Thursday, April 1, 2021

Noise in the Middle: Movie Review

I've been on a horror movie kick for a while (as I've said before particularly here and here, I love a good horror movie, and I also think that after the last year+ of insanity, nothing really scares me anymore, or at least fiction doesn't scare me more than reality). I've been checking out every horror movie I can find on my various streaming services and, well, I've definitely watched some crappy ones. Maybe I'll blog about them sometime.

This evening, I watched Noise in the Middle, the story of a grieving widow and his daughter with severe autism, who seek out an experimental treatment (what appears to be transcranial magnetic stimulation therapy or something like it). What he doesn't realize is that the house he rents is haunted by an occult-loving sadist and the ghosts of the children from his poor house/orphanage that he bound to be trapped in the house after their death. Or something. It's not completely clear but it apparently involved branding the children with an infinity symbol and also the children killing him and themselves with a fire. Or something. 
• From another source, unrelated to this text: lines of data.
//! Home, login, registration and logout screens.

use crate::application::handlers::{LoginCommand, RegisterCommand};
use crate::domain::foundation::DomainError;
use crate::domain::navigation::Screen;
use crate::domain::session::SessionContext;

use super::page::Page;
use super::request::ScreenRequest;
use super::router::{mismatch, ScreenRouter};

pub(super) fn home(
    _router: &ScreenRouter,
    session: &mut SessionContext,
    _request: ScreenRequest,
    page: &mut Page,
) -> Result<(), DomainError> {
    match session.username() {
        Some(username) => {
            page.text.push(format!("Welcome, {}!", username));
            page.text.push(
                "Upload a dataset, then pick an analysis tool from the menu:".to_string(),
            );
            page.text.extend(
                session
                    .menu()
                    .screens()
                    .iter()
                    .filter(|s| !matches!(s, Screen::Home | Screen::Upload | Screen::Logout))
                    .map(|s| format!("- {}", s.title())),
            );
        }
        None => {
            page.text.push(
                "Lean Six Sigma analysis toolkit. Log in or register to start.".to_string(),
            );
        }
    }
    Ok(())
}

pub(super) fn login(
    router: &ScreenRouter,
    session: &mut SessionContext,
    request: ScreenRequest,
    page: &mut Page,
) -> Result<(), DomainError> {
    let ScreenRequest::Login(input) = request else {
        return Err(mismatch(Screen::Login));
    };
    if input.is_blank() {
        page.text.push("Enter your username and password.".to_string());
        return Ok(());
    }

    let result = router.login.handle(
        session,
        LoginCommand {
            username: input.username,
            password: input.password,
        },
    )?;
    page.success(format!("Welcome back, {}!", result.username));
    page.redirect = Some(Screen::Home);
    Ok(())
}

pub(super) fn register(
    router: &ScreenRouter,
    _session: &mut SessionContext,
    request: ScreenRequest,
    page: &mut Page,
) -> Result<(), DomainError> {
    let ScreenRequest::Register(input) = request else {
        return Err(mismatch(Screen::Register));
    };
    if input.is_blank() {
        page.text.push(
            "Choose a username (4+ letters or digits) and a password with at least 8 characters, one digit and one uppercase letter."
                .to_string(),
        );
        return Ok(());
    }

    router.register.handle(RegisterCommand {
        username: input.username,
        email: input.email,
        password: input.password,
        confirm_password: input.confirm_password,
    })?;
    page.success("Registration successful. You can now log in.");
    page.redirect = Some(Screen::Login);
    Ok(())
}

pub(super) fn logout(
    router: &ScreenRouter,
    session: &mut SessionContext,
    _request: ScreenRequest,
    page: &mut Page,
) -> Result<(), DomainError> {
    router.logout.handle(session)?;
    page.info("You have been logged out.");
    page.redirect = Some(Screen::Home);
    Ok(())
}
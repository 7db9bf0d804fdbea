//! Spreadsheet upload parser: first worksheet, first row as headers.

use calamine::{open_workbook_auto_from_rs, Data, DataType, Reader};
use std::io::Cursor;

use crate::domain::dataset::{Dataset, RawCell};
use crate::domain::foundation::DomainError;
use crate::ports::{extension_of, DatasetParser};

use super::table_builder::build_dataset;
use super::IngestError;

const EXTENSIONS: &[&str] = &["xlsx", "xlsm", "xlsb", "xls", "ods"];

#[derive(Debug, Default, Clone, Copy)]
pub struct SpreadsheetDatasetParser;

impl SpreadsheetDatasetParser {
    pub fn new() -> Self {
        Self
    }

    fn read(&self, bytes: &[u8], filename: &str) -> Result<Dataset, IngestError> {
        if bytes.is_empty() {
            return Err(IngestError::Empty);
        }

        let mut workbook = open_workbook_auto_from_rs(Cursor::new(bytes.to_vec()))
            .map_err(|e| IngestError::Spreadsheet(e.to_string()))?;
        let range = workbook
            .worksheet_range_at(0)
            .ok_or(IngestError::Empty)?
            .map_err(|e| IngestError::Spreadsheet(e.to_string()))?;

        let mut rows = range.rows();
        let headers: Vec<String> = match rows.next() {
            Some(header) => header.iter().map(|c| c.to_string().trim().to_string()).collect(),
            None => return Err(IngestError::Empty),
        };
        let body = rows
            .map(|row| row.iter().map(raw_cell).collect())
            .collect();

        build_dataset(filename, headers, body)
    }
}

fn raw_cell(cell: &Data) -> RawCell {
    match cell {
        Data::Empty | Data::Error(_) => RawCell::Empty,
        Data::Int(i) => RawCell::Number(*i as f64),
        Data::Float(f) => RawCell::Number(*f),
        Data::Bool(b) => RawCell::Text(b.to_string()),
        Data::String(s) if s.trim().is_empty() => RawCell::Empty,
        Data::String(s) => RawCell::Text(s.clone()),
        Data::DateTime(_) => cell
            .as_datetime()
            .map_or_else(|| RawCell::Text(cell.to_string()), RawCell::DateTime),
        Data::DateTimeIso(s) | Data::DurationIso(s) => RawCell::Text(s.clone()),
    }
}

impl DatasetParser for SpreadsheetDatasetParser {
    fn supports(&self, filename: &str) -> bool {
        extension_of(filename).is_some_and(|ext| EXTENSIONS.contains(&ext.as_str()))
    }

    fn parse(&self, bytes: &[u8], filename: &str) -> Result<Dataset, DomainError> {
        Ok(self.read(bytes, filename)?)
    }
}

#[cfg(test)]
mod tests {
    use super::*;
    use crate::domain::foundation::ErrorCode;

    #[test]
    fn supports_spreadsheet_extensions() {
        let parser = SpreadsheetDatasetParser::new();
        assert!(parser.supports("line.xlsx"));
        assert!(parser.supports("LINE.XLS"));
        assert!(parser.supports("line.ods"));
        assert!(!parser.supports("line.csv"));
    }

    #[test]
    fn numeric_cells_become_numbers() {
        assert_eq!(raw_cell(&Data::Int(3)), RawCell::Number(3.0));
        assert_eq!(raw_cell(&Data::Float(2.5)), RawCell::Number(2.5));
        assert_eq!(raw_cell(&Data::String("  ".into())), RawCell::Empty);
    }

    #[test]
    fn garbage_bytes_fail_to_parse() {
        let err = SpreadsheetDatasetParser::new()
            .parse(b"definitely not a workbook", "line.xlsx")
            .unwrap_err();
        assert_eq!(err.code, ErrorCode::ParseFailed);
    }
}
//! CSV file user store.
//!
//! Layout: `username,email,password_hash,created_at,last_login` with RFC 3339
//! timestamps and an empty `last_login` for users who never logged in.

use serde::{Deserialize, Serialize};
use std::fs;
use std::path::{Path, PathBuf};
use std::sync::{Mutex, MutexGuard};

use crate::domain::foundation::Timestamp;
use crate::domain::user::UserRecord;
use crate::ports::{InsertOutcome, StoreError, UserRepository};

#[derive(Debug, Serialize, Deserialize)]
struct UserRow {
    username: String,
    email: String,
    password_hash: String,
    created_at: String,
    last_login: Option<String>,
}

impl UserRow {
    fn from_record(record: &UserRecord) -> Self {
        Self {
            username: record.username.clone(),
            email: record.email.clone(),
            password_hash: record.password_hash.clone(),
            created_at: record.created_at.to_rfc3339(),
            last_login: record.last_login.map(|t| t.to_rfc3339()),
        }
    }

    fn into_record(self) -> Result<UserRecord, StoreError> {
        let parse = |value: &str| {
            Timestamp::parse_rfc3339(value)
                .map_err(|e| StoreError::Corrupt(format!("user '{}': {}", self.username, e)))
        };
        let created_at = parse(&self.created_at)?;
        let last_login = match self.last_login.as_deref().map(str::trim) {
            None | Some("") => None,
            Some(value) => Some(parse(value)?),
        };
        Ok(UserRecord {
            username: self.username,
            email: self.email,
            password_hash: self.password_hash,
            created_at,
            last_login,
        })
    }
}

/// User store backed by one CSV file.
///
/// Every read-modify-write runs under an in-process mutex and rewrites go
/// through a temporary file renamed into place. Other processes writing the
/// same file are not coordinated with.
pub struct CsvUserStore {
    path: PathBuf,
    lock: Mutex<()>,
}

impl CsvUserStore {
    pub fn new(path: impl AsRef<Path>) -> Self {
        Self {
            path: path.as_ref().to_path_buf(),
            lock: Mutex::new(()),
        }
    }

    pub fn path(&self) -> &Path {
        &self.path
    }

    fn guard(&self) -> Result<MutexGuard<'_, ()>, StoreError> {
        self.lock
            .lock()
            .map_err(|_| StoreError::Io("user store lock poisoned".to_string()))
    }

    fn load(&self) -> Result<Vec<UserRecord>, StoreError> {
        if !self.path.exists() {
            return Err(StoreError::Missing(self.path.display().to_string()));
        }
        let mut reader = csv::Reader::from_path(&self.path)
            .map_err(|e| StoreError::Io(format!("Failed to open user file: {}", e)))?;
        reader
            .deserialize::<UserRow>()
            .map(|row| {
                row.map_err(|e| StoreError::Corrupt(e.to_string()))
                    .and_then(UserRow::into_record)
            })
            .collect()
    }

    fn load_or_empty(&self) -> Result<Vec<UserRecord>, StoreError> {
        match self.load() {
            Err(StoreError::Missing(_)) => Ok(Vec::new()),
            other => other,
        }
    }

    fn save(&self, records: &[UserRecord]) -> Result<(), StoreError> {
        if let Some(parent) = self.path.parent() {
            if !parent.as_os_str().is_empty() {
                fs::create_dir_all(parent).map_err(|e| {
                    StoreError::Io(format!("Failed to create directory: {}", e))
                })?;
            }
        }

        let mut writer = csv::Writer::from_writer(Vec::new());
        if records.is_empty() {
            writer
                .write_record(["username", "email", "password_hash", "created_at", "last_login"])
                .map_err(|e| StoreError::Io(e.to_string()))?;
        }
        for record in records {
            writer
                .serialize(UserRow::from_record(record))
                .map_err(|e| StoreError::Io(e.to_string()))?;
        }
        let bytes = writer
            .into_inner()
            .map_err(|e| StoreError::Io(e.to_string()))?;

        let temp_path = self.path.with_extension("tmp");
        fs::write(&temp_path, bytes)
            .map_err(|e| StoreError::Io(format!("Failed to write temporary file: {}", e)))?;
        fs::rename(&temp_path, &self.path)
            .map_err(|e| StoreError::Io(format!("Failed to rename file: {}", e)))?;
        Ok(())
    }
}

impl UserRepository for CsvUserStore {
    fn find_by_username(&self, username: &str) -> Result<Option<UserRecord>, StoreError> {
        let _guard = self.guard()?;
        Ok(self
            .load()?
            .into_iter()
            .find(|record| record.username == username))
    }

    fn insert_unique(&self, record: UserRecord) -> Result<InsertOutcome, StoreError> {
        let _guard = self.guard()?;
        let mut records = self.load_or_empty()?;
        if records.iter().any(|r| r.username == record.username) {
            return Ok(InsertOutcome::UsernameTaken);
        }
        if records.iter().any(|r| r.has_email(&record.email)) {
            return Ok(InsertOutcome::EmailTaken);
        }
        records.push(record);
        self.save(&records)?;
        Ok(InsertOutcome::Inserted)
    }

    fn record_login(&self, username: &str, at: Timestamp) -> Result<(), StoreError> {
        let _guard = self.guard()?;
        let mut records = self.load()?;
        let record = records
            .iter_mut()
            .find(|r| r.username == username)
            .ok_or_else(|| StoreError::Corrupt(format!("user '{}' vanished", username)))?;
        record.record_login(at);
        self.save(&records)
    }
}

#[cfg(test)]
mod tests {
    use super::*;
    use tempfile::TempDir;

    fn store(dir: &TempDir) -> CsvUserStore {
        CsvUserStore::new(dir.path().join("data").join("users.csv"))
    }

    #[test]
    fn missing_file_is_reported_on_lookup() {
        let dir = TempDir::new().unwrap();
        let result = store(&dir).find_by_username("ana01");
        assert!(matches!(result, Err(StoreError::Missing(_))));
    }

    #[test]
    fn insert_creates_file_and_round_trips() {
        let dir = TempDir::new().unwrap();
        let store = store(&dir);

        let outcome = store
            .insert_unique(UserRecord::new("ana01", "ana@example.com", "$2b$hash"))
            .unwrap();
        assert_eq!(outcome, InsertOutcome::Inserted);
        assert!(store.path().exists());

        let found = store.find_by_username("ana01").unwrap().unwrap();
        assert_eq!(found.email, "ana@example.com");
        assert!(found.last_login.is_none());
    }

    #[test]
    fn duplicate_username_and_email_are_refused() {
        let dir = TempDir::new().unwrap();
        let store = store(&dir);
        store
            .insert_unique(UserRecord::new("ana01", "ana@example.com", "h"))
            .unwrap();

        assert_eq!(
            store
                .insert_unique(UserRecord::new("ana01", "other@example.com", "h"))
                .unwrap(),
            InsertOutcome::UsernameTaken
        );
        assert_eq!(
            store
                .insert_unique(UserRecord::new("bob01", "ANA@example.com", "h"))
                .unwrap(),
            InsertOutcome::EmailTaken
        );
    }

    #[test]
    fn record_login_persists_timestamp() {
        let dir = TempDir::new().unwrap();
        let store = store(&dir);
        store
            .insert_unique(UserRecord::new("ana01", "ana@example.com", "h"))
            .unwrap();

        let at = Timestamp::parse_rfc3339("2024-03-01T08:30:00Z").unwrap();
        store.record_login("ana01", at).unwrap();

        let found = store.find_by_username("ana01").unwrap().unwrap();
        assert_eq!(found.last_login, Some(at));
    }

    #[test]
    fn corrupt_timestamp_is_reported() {
        let dir = TempDir::new().unwrap();
        let store = store(&dir);
        fs::create_dir_all(store.path().parent().unwrap()).unwrap();
        fs::write(
            store.path(),
            "username,email,password_hash,created_at,last_login\nana01,a@b.io,h,yesterday,\n",
        )
        .unwrap();

        assert!(matches!(
            store.find_by_username("ana01"),
            Err(StoreError::Corrupt(_))
        ));
    }
}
The concept was promising - although I find the "kid with autism has special powers (in this case, is a conduit and can see spirits)" concept to be problematic, just like I found the "woman with dementia is actually possessed" concept to be problematic in The Taking of Deborah Logan - and the movie started off great. We established the background, got some ominous shots and glowing eyes in dark rooms. We also saw some really interesting symbolic imagery after Emmy's (the daughter) treatments with TMS, very Ring-video type images, which could have been used more fully in connection with the haunted house and the concept but sadly was not. We even had the "person randomly finds occult shop/enthusiast who believes the main character and helps them" trope used for more humorous and uplifting effect. 

In the middle, things began to drag and become more convoluted, which I thought might be used to tie in the symbolic imagery from Emmy's sessions, but sadly was not. The end was just a big old mess. It felt like the writer had a great idea, spent lots of time on the beginning, lost steam in the middle, and then had to just finish the damn thing by the end. The movie toyed with so many horror concepts (haunted house starts to bring out the darkness in/infect the father, like The Shining; seemingly random images have more concrete meaning for the mystery, like Ringu/The Ring; grief manifested as a spirit or entity, like The Babadook) but never really fully committed to any of it.

Overall, I'd say don't bother with this one. The beginning made me have high expectations that this movie would be good/meaningful/even a little scary, but I ended up with "WTF did I just watch and why?".